[Collected data entries]
+-------+
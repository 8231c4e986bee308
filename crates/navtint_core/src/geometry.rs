//! Core geometry types
//!
//! All values are CSS pixels. Whether a value is in viewport or document
//! space is decided by the caller; the types themselves carry no space tag.

use serde::{Deserialize, Serialize};

/// 2D point
#[derive(Clone, Copy, Debug, Default, PartialEq, Serialize, Deserialize)]
pub struct Point {
    pub x: f32,
    pub y: f32,
}

impl Point {
    pub const ZERO: Point = Point { x: 0.0, y: 0.0 };

    pub const fn new(x: f32, y: f32) -> Self {
        Self { x, y }
    }

    /// Translate the point by a delta
    pub fn offset(&self, dx: f32, dy: f32) -> Self {
        Point::new(self.x + dx, self.y + dy)
    }
}

/// 2D size
#[derive(Clone, Copy, Debug, Default, PartialEq, Serialize, Deserialize)]
pub struct Size {
    pub width: f32,
    pub height: f32,
}

impl Size {
    pub const ZERO: Size = Size {
        width: 0.0,
        height: 0.0,
    };

    pub const fn new(width: f32, height: f32) -> Self {
        Self { width, height }
    }

    /// Convert to a Rect at the origin (0, 0)
    pub const fn to_rect(self) -> Rect {
        Rect {
            origin: Point::ZERO,
            size: self,
        }
    }
}

impl From<Size> for Rect {
    /// Convert Size to Rect at origin (0, 0)
    fn from(size: Size) -> Self {
        size.to_rect()
    }
}

/// 2D rectangle
#[derive(Clone, Copy, Debug, Default, PartialEq, Serialize, Deserialize)]
pub struct Rect {
    pub origin: Point,
    pub size: Size,
}

impl Rect {
    pub const ZERO: Rect = Rect {
        origin: Point::ZERO,
        size: Size::ZERO,
    };

    pub const fn new(x: f32, y: f32, width: f32, height: f32) -> Self {
        Self {
            origin: Point::new(x, y),
            size: Size::new(width, height),
        }
    }

    pub fn from_origin_size(origin: Point, size: Size) -> Self {
        Self { origin, size }
    }

    pub fn x(&self) -> f32 {
        self.origin.x
    }

    pub fn y(&self) -> f32 {
        self.origin.y
    }

    pub fn width(&self) -> f32 {
        self.size.width
    }

    pub fn height(&self) -> f32 {
        self.size.height
    }

    pub fn right(&self) -> f32 {
        self.origin.x + self.size.width
    }

    pub fn bottom(&self) -> f32 {
        self.origin.y + self.size.height
    }

    pub fn center(&self) -> Point {
        Point::new(
            self.origin.x + self.size.width / 2.0,
            self.origin.y + self.size.height / 2.0,
        )
    }

    /// Edge-inclusive containment test
    pub fn contains(&self, point: Point) -> bool {
        point.x >= self.origin.x
            && point.x <= self.right()
            && point.y >= self.origin.y
            && point.y <= self.bottom()
    }

    /// Check whether two rectangles overlap.
    ///
    /// Touching edges count as overlap, so a zero padding still matches a
    /// section that starts exactly at the overlay's bottom edge.
    pub fn intersects(&self, other: &Rect) -> bool {
        self.origin.x <= other.right()
            && other.origin.x <= self.right()
            && self.origin.y <= other.bottom()
            && other.origin.y <= self.bottom()
    }

    /// Get the size of this rect
    pub fn size(&self) -> Size {
        self.size
    }

    /// Offset the rect by a delta
    pub fn offset(&self, dx: f32, dy: f32) -> Self {
        Rect {
            origin: self.origin.offset(dx, dy),
            size: self.size,
        }
    }

    /// Inset the rect by a delta (shrink from all sides)
    pub fn inset(&self, dx: f32, dy: f32) -> Self {
        Rect {
            origin: self.origin.offset(dx, dy),
            size: Size::new(
                (self.size.width - 2.0 * dx).max(0.0),
                (self.size.height - 2.0 * dy).max(0.0),
            ),
        }
    }

    /// Grow the rect by `padding` on every side
    pub fn expand(&self, padding: f32) -> Self {
        Rect {
            origin: self.origin.offset(-padding, -padding),
            size: Size::new(
                self.size.width + 2.0 * padding,
                self.size.height + 2.0 * padding,
            ),
        }
    }
}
+-------+
Exercise aim:
Please go through the entries and show every line with the word "right".

Your response:
    pub fn right(&self) -> f32 {
            && point.x <= self.right()
        self.origin.x <= other.right()
            && other.origin.x <= self.right()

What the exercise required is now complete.